Data for processing:
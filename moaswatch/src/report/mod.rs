// moaswatch/src/report/mod.rs
//
// Risk report, profile persistence and profile statistics.
//
// Risk report layout:
//
//   MOAS Event Analysis
//   ==================================================
//
//   Prefix-Level Analysis:
//   Prefix: 10.0.0.0/24
//     Total Suspicion Score: 17
//     ASN Analysis:
//       ASN 100: Score 0, Status: ALLOCATED, RPKI: completely_valid
//       ASN 200: Score 17, Status: no_rir_data, RPKI: unknown
//
//
//   ASN Categorization:
//   Likely Legitimate (1 ASNs):
//   100
//
//   ...
//
// Each (prefix, origin ASN) pair is one scoring context. ASNs without a
// profile (not evaluated) are left out of both sections.

pub mod yearly;

use std::collections::{BTreeMap, BTreeSet};
use std::path::Path;

use anyhow::{Context, Result};
use tracing::{info, warn};

use crate::archive::join_asns;
use crate::engine::scoring::Scorer;
use crate::events::{
    Asn, AsnSignalProfile, PrefixSessionRecord, RirRollup, RiskCategory, RpkiRollup, SuspicionScore,
};

// ── Risk report ───────────────────────────────────────────────────────────────

#[derive(Debug, Clone, PartialEq)]
pub struct AsnAnalysis {
    pub score: SuspicionScore,
    pub rir:   RirRollup,
    pub rpki:  RpkiRollup,
}

#[derive(Debug, Clone, PartialEq)]
pub struct PrefixAnalysis {
    pub prefix: String,
    pub total:  u32,
    pub asns:   Vec<AsnAnalysis>,
}

#[derive(Debug, Clone, PartialEq)]
pub struct RiskReport {
    pub prefixes:   Vec<PrefixAnalysis>,
    pub categories: BTreeMap<RiskCategory, BTreeSet<Asn>>,
}

impl RiskReport {
    pub fn build<'a>(
        records:  impl IntoIterator<Item = &'a PrefixSessionRecord>,
        profiles: &BTreeMap<Asn, AsnSignalProfile>,
        scorer:   &Scorer,
    ) -> Self {
        let mut prefixes = Vec::new();
        let mut contexts = Vec::new();

        for record in records {
            let asns: Vec<AsnAnalysis> = record
                .origins
                .iter()
                .filter_map(|asn| profiles.get(asn))
                .map(|profile| AsnAnalysis {
                    score: scorer.score(profile),
                    rir:   profile.rir.clone(),
                    rpki:  profile.rpki,
                })
                .collect();
            if asns.is_empty() {
                continue;
            }
            contexts.extend(asns.iter().map(|a| a.score));
            prefixes.push(PrefixAnalysis {
                prefix: record.prefix.clone(),
                total:  asns.iter().map(|a| a.score.score).sum(),
                asns,
            });
        }

        Self { prefixes, categories: scorer.categorize(&contexts) }
    }

    pub fn render(&self) -> String {
        let mut out = String::from("MOAS Event Analysis\n");
        out.push_str(&"=".repeat(50));
        out.push_str("\n\nPrefix-Level Analysis:\n");
        for p in &self.prefixes {
            out.push_str(&format!("Prefix: {}\n", p.prefix));
            out.push_str(&format!("  Total Suspicion Score: {}\n", p.total));
            out.push_str("  ASN Analysis:\n");
            for a in &p.asns {
                out.push_str(&format!(
                    "    ASN {}: Score {}, Status: {}, RPKI: {}\n",
                    a.score.asn, a.score.score, a.rir, a.rpki
                ));
            }
            out.push('\n');
        }

        out.push_str("\nASN Categorization:\n");
        for (category, asns) in &self.categories {
            out.push_str(&format!("{} ({} ASNs):\n", category, asns.len()));
            out.push_str(&join_asns(asns));
            out.push_str("\n\n");
        }
        out
    }

    pub async fn write(&self, path: &Path) -> Result<()> {
        if let Some(parent) = path.parent() {
            tokio::fs::create_dir_all(parent).await?;
        }
        tokio::fs::write(path, self.render())
            .await
            .with_context(|| format!("writing {}", path.display()))?;
        info!("Risk report written to {}", path.display());
        Ok(())
    }
}

// ── Profile JSONL ─────────────────────────────────────────────────────────────

pub async fn write_profiles<'a>(
    path:     &Path,
    profiles: impl IntoIterator<Item = &'a AsnSignalProfile>,
) -> Result<usize> {
    let mut out = String::new();
    let mut n = 0;
    for p in profiles {
        out.push_str(&serde_json::to_string(p)?);
        out.push('\n');
        n += 1;
    }
    if let Some(parent) = path.parent() {
        tokio::fs::create_dir_all(parent).await?;
    }
    tokio::fs::write(path, out)
        .await
        .with_context(|| format!("writing {}", path.display()))?;
    Ok(n)
}

/// Parse profile JSONL. Unparseable lines are skipped and counted.
pub fn parse_profiles(text: &str) -> (Vec<AsnSignalProfile>, usize) {
    let mut profiles = Vec::new();
    let mut skipped = 0;
    for (i, line) in text.lines().enumerate() {
        let line = line.trim();
        if line.is_empty() { continue; }
        match serde_json::from_str::<AsnSignalProfile>(line) {
            Ok(p) => profiles.push(p),
            Err(e) => {
                skipped += 1;
                warn!("Skipping profile line {}: {}", i + 1, e);
            }
        }
    }
    (profiles, skipped)
}

pub async fn read_profiles(path: &Path) -> Result<(Vec<AsnSignalProfile>, usize)> {
    let text = tokio::fs::read_to_string(path)
        .await
        .with_context(|| format!("reading {}", path.display()))?;
    Ok(parse_profiles(&text))
}

// ── Distributions ─────────────────────────────────────────────────────────────

/// ASNs per score value, ascending by score.
pub fn score_distribution(scorer: &Scorer, profiles: &[AsnSignalProfile]) -> BTreeMap<u32, usize> {
    let mut out = BTreeMap::new();
    for p in profiles {
        *out.entry(scorer.raw_score(p)).or_insert(0) += 1;
    }
    out
}

pub fn render_distribution(dist: &BTreeMap<u32, usize>) -> String {
    let mut out = String::from("Suspicion Score Distribution:\n");
    for (score, count) in dist {
        out.push_str(&format!("Score {}: {} ASNs\n", score, count));
    }
    out
}

#[derive(Debug, Default, PartialEq, Eq)]
pub struct StatusCounts {
    pub rpki: BTreeMap<String, usize>,
    pub rir:  BTreeMap<String, usize>,
    pub ipv4: BTreeMap<String, usize>,
    pub ipv6: BTreeMap<String, usize>,
}

pub fn status_counts(profiles: &[AsnSignalProfile]) -> StatusCounts {
    let mut c = StatusCounts::default();
    for p in profiles {
        *c.rpki.entry(p.rpki.to_string()).or_insert(0) += 1;
        *c.rir.entry(p.rir.to_string()).or_insert(0) += 1;
        *c.ipv4.entry(p.visibility.ipv4.to_string()).or_insert(0) += 1;
        *c.ipv6.entry(p.visibility.ipv6.to_string()).or_insert(0) += 1;
    }
    c
}

impl StatusCounts {
    pub fn render(&self) -> String {
        let sections = [
            ("RPKI Status Counts:", &self.rpki),
            ("RIR Counts:", &self.rir),
            ("IPv4 Visibility Counts:", &self.ipv4),
            ("IPv6 Visibility Counts:", &self.ipv6),
        ];
        let mut out = String::new();
        for (i, (title, counts)) in sections.iter().enumerate() {
            if i > 0 { out.push('\n'); }
            out.push_str(title);
            out.push('\n');
            for (status, n) in counts.iter() {
                out.push_str(&format!("  {}: {}\n", status, n));
            }
        }
        out
    }
}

Goal of the exercise:
Every line in the records that holds the word "AsnAnalysis" should be copied into the answer.

Response:
pub struct AsnAnalysis {
    pub asns:   Vec<AsnAnalysis>,
            let asns: Vec<AsnAnalysis> = record
                .map(|profile| AsnAnalysis {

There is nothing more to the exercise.